Two is Too Many

There is a key rule that I personally operate by when I’m doing incremental development and design, which I call “two is too many.” It’s how I implement the “be only as generic as you need to be” rule from the Three Flaws of Software Design.

Essentially, I know exactly how generic my code needs to be by noticing that I’m tempted to cut and paste some code, and then instead of cutting and pasting it, designing a generic solution that meets just those two specific needs. I do this as soon as I’m tempted to have two implementations of something.

For example, let’s say I was designing an audio decoder, and at first I only supported WAV files. Then I wanted to add an MP3 parser to the code. There would definitely be common parts to the WAV and MP3 parsing code, and instead of copying and pasting any of it, I would immediately make a superclass or utility library that did only what I needed for those two implementations.

The key aspect of this is that I did it right away—I didn’t allow there to be two competing implementations; I immediately made one generic solution. The next important aspect of this is that I didn’t make it too generic—the solution only supports WAV and MP3 and doesn’t expect other formats in any way.

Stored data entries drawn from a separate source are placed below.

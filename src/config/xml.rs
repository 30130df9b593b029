//! XML configuration support.
//! - Loads settings from config.xml (quick_xml + serde).
//! - Writes a commented template on request (`--init-config`).
//!
//! Notes:
//! - A missing config file means defaults; a malformed one is an error.
//! - Unknown elements are rejected to surface typos early.
//! - Values are whitespace-trimmed; empty elements count as unset.

use anyhow::{Context, Result, bail};
use quick_xml::de::from_str as from_xml_str;
use serde::Deserialize;
use std::fs;
use std::path::{Path, PathBuf};
use std::str::FromStr;
use tracing::{debug, info};

use super::paths::{default_log_path, path_has_symlink_ancestor};
use super::types::{Config, LogLevel};
use super::{DEFAULT_NAME, DIRECTORY_DEFAULT};
use crate::fs_ops::{DEFAULT_MAX_ATTEMPTS, DEFAULT_MAX_NAME_LEN};
use crate::naming::DotfilePolicy;
use crate::platform::{set_dir_mode_0700, set_file_mode_0600, write_config_secure_new_0600};

/// Struct mirroring the XML config for deserialization.
#[derive(Debug, Default, Deserialize)]
#[serde(rename = "config")]
#[serde(deny_unknown_fields)]
struct XmlConfig {
    #[serde(default, deserialize_with = "de_trimmed_opt")]
    directory: Option<String>,
    #[serde(default, deserialize_with = "de_trimmed_opt")]
    default_name: Option<String>,
    #[serde(default, deserialize_with = "de_parsed_opt")]
    max_attempts: Option<u32>,
    #[serde(default, deserialize_with = "de_parsed_opt")]
    max_name_len: Option<usize>,
    #[serde(default, deserialize_with = "de_parsed_opt")]
    dotfile_policy: Option<DotfilePolicy>,
    #[serde(default, deserialize_with = "de_parsed_opt")]
    log_level: Option<LogLevel>,
    #[serde(default, deserialize_with = "de_trimmed_opt")]
    log_file: Option<String>,
}

// Trim surrounding whitespace; empty -> None.
fn de_trimmed_opt<'de, D>(deserializer: D) -> Result<Option<String>, D::Error>
where
    D: serde::Deserializer<'de>,
{
    let opt: Option<String> = Option::deserialize(deserializer)?;
    Ok(opt
        .map(|s| s.trim().to_owned())
        .filter(|s| !s.is_empty()))
}

// Trim, then parse with FromStr; a present but unparseable value is an error.
fn de_parsed_opt<'de, D, T>(deserializer: D) -> Result<Option<T>, D::Error>
where
    D: serde::Deserializer<'de>,
    T: FromStr,
    T::Err: std::fmt::Display,
{
    match de_trimmed_opt(deserializer)? {
        Some(s) => s.parse::<T>().map(Some).map_err(serde::de::Error::custom),
        None => Ok(None),
    }
}

impl XmlConfig {
    /// Overlay the values present in the file onto `cfg`.
    fn apply_to(self, cfg: &mut Config) {
        if let Some(d) = self.directory {
            cfg.directory = PathBuf::from(d);
        }
        if let Some(n) = self.default_name {
            cfg.default_name = n;
        }
        if let Some(n) = self.max_attempts {
            cfg.max_attempts = n;
        }
        if let Some(n) = self.max_name_len {
            cfg.max_name_len = n;
        }
        if let Some(p) = self.dotfile_policy {
            cfg.dotfile_policy = p;
        }
        if let Some(l) = self.log_level {
            cfg.log_level = l;
        }
        if let Some(f) = self.log_file {
            cfg.log_file = Some(PathBuf::from(f));
        }
    }
}

/// Load a Config from a specific XML file path; unset fields keep their defaults.
pub fn load_config_from_xml_path(path: &Path) -> Result<Config> {
    let contents = fs::read_to_string(path)
        .with_context(|| format!("read config xml '{}'", path.display()))?;
    let parsed: XmlConfig = from_xml_str(&contents)
        .with_context(|| format!("parse config xml '{}'", path.display()))?;
    let mut cfg = Config::default();
    parsed.apply_to(&mut cfg);
    Ok(cfg)
}

/// Load the config at `path` if it exists; defaults otherwise.
pub fn load_config(path: Option<&Path>) -> Result<Config> {
    match path {
        Some(p) if p.exists() => {
            debug!(path = %p.display(), "loading config");
            load_config_from_xml_path(p)
        }
        Some(p) => {
            debug!(path = %p.display(), "no config file; using defaults");
            Ok(Config::default())
        }
        None => Ok(Config::default()),
    }
}

fn template() -> String {
    let suggested_log = default_log_path()
        .map(|p| p.display().to_string())
        .unwrap_or_else(|| "/path/to/createfile.log".into());
    format!(
        "<!--\n  createfile configuration (XML)\n\n  Fields (all optional):\n    directory       -> directory new files are created in\n    default_name    -> name used when none is given on the command line\n    max_attempts    -> numbered variants name(1)..name(N) tried before giving up\n    max_name_len    -> longest allowed file name, in bytes\n    dotfile_policy  -> hidden-stem (.env -> .env(1)) | last-dot (.env -> (1).env)\n    log_level       -> quiet | normal | info | debug\n    log_file        -> path to log file, e.g. {} (leave empty to log to stderr only)\n\n  CLI flags override these values.\n-->\n<config>\n  <directory>{}</directory>\n  <default_name>{}</default_name>\n  <max_attempts>{}</max_attempts>\n  <max_name_len>{}</max_name_len>\n  <dotfile_policy>{}</dotfile_policy>\n  <log_level>normal</log_level>\n  <log_file></log_file>\n</config>\n",
        suggested_log,
        DIRECTORY_DEFAULT,
        DEFAULT_NAME,
        DEFAULT_MAX_ATTEMPTS,
        DEFAULT_MAX_NAME_LEN,
        DotfilePolicy::default(),
    )
}

/// Create the commented template config at `path` (0600, parent 0700).
/// Refuses to overwrite an existing file or to write below a symlinked ancestor.
pub fn create_template_config(path: &Path) -> Result<()> {
    if path_has_symlink_ancestor(path)? {
        bail!(
            "Refusing to create config: ancestor of {} is a symlink",
            path.display()
        );
    }

    if let Some(parent) = path.parent()
        && !parent.as_os_str().is_empty()
        && !parent.exists()
    {
        fs::create_dir_all(parent)
            .with_context(|| format!("create config dir '{}'", parent.display()))?;
        let _ = set_dir_mode_0700(parent);
    }

    write_config_secure_new_0600(path, template().as_bytes())?;
    let _ = set_file_mode_0600(path);

    info!("Created template config at {}", path.display());
    Ok(())
}

#[cfg(test)]
mod tests {
    use super::*;
    use tempfile::tempdir;

    #[test]
    fn template_parses_back_to_defaults() {
        let td = tempdir().unwrap();
        let base = fs::canonicalize(td.path()).unwrap();
        let path = base.join("cfg").join("config.xml");
        create_template_config(&path).unwrap();
        let cfg = load_config_from_xml_path(&path).unwrap();
        let def = Config::default();
        assert_eq!(cfg.directory, def.directory);
        assert_eq!(cfg.default_name, def.default_name);
        assert_eq!(cfg.max_attempts, def.max_attempts);
        assert_eq!(cfg.max_name_len, def.max_name_len);
        assert_eq!(cfg.dotfile_policy, def.dotfile_policy);
        assert_eq!(cfg.log_level, def.log_level);
        assert_eq!(cfg.log_file, None);
    }

    #[test]
    fn template_is_not_overwritten() {
        let td = tempdir().unwrap();
        let path = fs::canonicalize(td.path()).unwrap().join("config.xml");
        fs::write(&path, "<config/>").unwrap();
        assert!(create_template_config(&path).is_err());
        assert_eq!(fs::read_to_string(&path).unwrap(), "<config/>");
    }

    #[test]
    fn missing_file_means_defaults() {
        let td = tempdir().unwrap();
        let cfg = load_config(Some(&td.path().join("nope.xml"))).unwrap();
        assert_eq!(cfg.max_attempts, DEFAULT_MAX_ATTEMPTS);
        let cfg = load_config(None).unwrap();
        assert_eq!(cfg.default_name, DEFAULT_NAME);
    }
}
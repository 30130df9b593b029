//! Stem/extension splitting.
//!
//! Policy:
//! - The last '.' is the separator: "archive.tar.gz" -> ("archive.tar", ".gz").
//! - No '.' -> the whole name is the stem and the extension is empty.
//! - A '.' at byte 0 depends on `DotfilePolicy` (see below).
//!
//! The extension keeps its dot, so `stem + extension` is always the original name.

use std::fmt;
use std::str::FromStr;

/// How a leading '.' (hidden files such as ".bashrc") is treated.
#[derive(Debug, Clone, Copy, PartialEq, Eq, Default)]
pub enum DotfilePolicy {
    /// A dot at byte 0 is part of the stem: ".bashrc" -> (".bashrc", "").
    #[default]
    HiddenStem,
    /// The last dot wins even at byte 0: ".bashrc" -> ("", ".bashrc").
    LastDot,
}

impl DotfilePolicy {
    /// Parse policy names (case-insensitive, '-' or '_' accepted).
    pub fn parse(s: &str) -> Option<Self> {
        match s.trim().to_ascii_lowercase().replace('_', "-").as_str() {
            "hidden-stem" | "hidden" => Some(DotfilePolicy::HiddenStem),
            "last-dot" | "literal" => Some(DotfilePolicy::LastDot),
            _ => None,
        }
    }
}

impl fmt::Display for DotfilePolicy {
    fn fmt(&self, f: &mut fmt::Formatter<'_>) -> fmt::Result {
        f.write_str(match self {
            DotfilePolicy::HiddenStem => "hidden-stem",
            DotfilePolicy::LastDot => "last-dot",
        })
    }
}

impl FromStr for DotfilePolicy {
    type Err = String;
    fn from_str(s: &str) -> Result<Self, Self::Err> {
        Self::parse(s).ok_or_else(|| format!("invalid dotfile policy: '{s}' (expected hidden-stem or last-dot)"))
    }
}

/// A filename split into stem and extension, borrowing from the original.
#[derive(Debug, Clone, Copy, PartialEq, Eq)]
pub struct ParsedName<'a> {
    pub stem: &'a str,
    /// Empty, or starts with '.'.
    pub extension: &'a str,
}

impl ParsedName<'_> {
    pub fn has_extension(&self) -> bool {
        !self.extension.is_empty()
    }
}

impl fmt::Display for ParsedName<'_> {
    fn fmt(&self, f: &mut fmt::Formatter<'_>) -> fmt::Result {
        write!(f, "{}{}", self.stem, self.extension)
    }
}

/// Split `name` at its extension separator.
pub fn split_name(name: &str, policy: DotfilePolicy) -> ParsedName<'_> {
    let dot = match policy {
        DotfilePolicy::LastDot => name.rfind('.'),
        DotfilePolicy::HiddenStem => name.rfind('.').filter(|&i| i > 0),
    };
    match dot {
        // '.' is ASCII, so `i` is a char boundary.
        Some(i) => ParsedName {
            stem: &name[..i],
            extension: &name[i..],
        },
        None => ParsedName {
            stem: name,
            extension: "",
        },
    }
}
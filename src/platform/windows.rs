//! Windows (and other non-Unix) implementations of platform helpers.
//!
//! Notes:
//! - No POSIX mode semantics; ACLs are left alone.
//! - Config writes go through temp + rename.

use anyhow::{Result, bail};
use std::fs::{self, File, OpenOptions};
use std::io::{self, Write};
use std::path::Path;

use super::temp::tmp_config_sibling_name;

/// Create a new file for read/write; fails with AlreadyExists if the name is taken.
pub fn create_new_file(path: &Path) -> io::Result<File> {
    OpenOptions::new()
        .read(true)
        .write(true)
        .create_new(true)
        .open(path)
}

/// Open log file for appending (no symlink defense available via std here).
pub fn open_log_file_secure_append(path: &Path) -> io::Result<File> {
    if let Some(parent) = path.parent() {
        let _ = fs::create_dir_all(parent);
    }
    OpenOptions::new().create(true).append(true).open(path)
}

/// Write a new config file via temp + rename. Fails if the target already exists.
pub fn write_config_secure_new_0600(path: &Path, contents: &[u8]) -> Result<()> {
    if path.exists() {
        bail!("Config file already exists: {}", path.display());
    }
    let parent = path
        .parent()
        .ok_or_else(|| io::Error::new(io::ErrorKind::InvalidInput, "config path has no parent"))?;
    fs::create_dir_all(parent)?;

    let tmp = tmp_config_sibling_name(path);
    let mut f = OpenOptions::new().write(true).create_new(true).open(&tmp)?;
    f.write_all(contents)?;
    f.sync_all()?;
    drop(f);
    if let Err(e) = fs::rename(&tmp, path) {
        let _ = fs::remove_file(&tmp);
        return Err(e.into());
    }
    Ok(())
}

/// No-op; POSIX-style directory modes are not applicable.
pub fn set_dir_mode_0700(_path: &Path) -> io::Result<()> {
    Ok(())
}

/// No-op; POSIX-style file modes are not applicable.
pub fn set_file_mode_0600(_path: &Path) -> io::Result<()> {
    Ok(())
}
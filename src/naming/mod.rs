//! Filename naming helpers.
//! Splits a name at its extension separator and builds numbered candidates from the parts.

mod candidate;
mod split;

pub use candidate::{decimal, generate};
pub use split::{DotfilePolicy, ParsedName, split_name};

Another part of this rule is that a developer should ideally never have to modify one part of the code in a similar or identical way to how they just modified a different part of it. They should not have to “remember” to update Class A when they update Class B. They should not have to know that if Constant X changes, you have to update File Y. In other words, it’s not just two implementations that are bad, but also two locations. It isn’t always possible to implement systems this way, but it’s something to strive for.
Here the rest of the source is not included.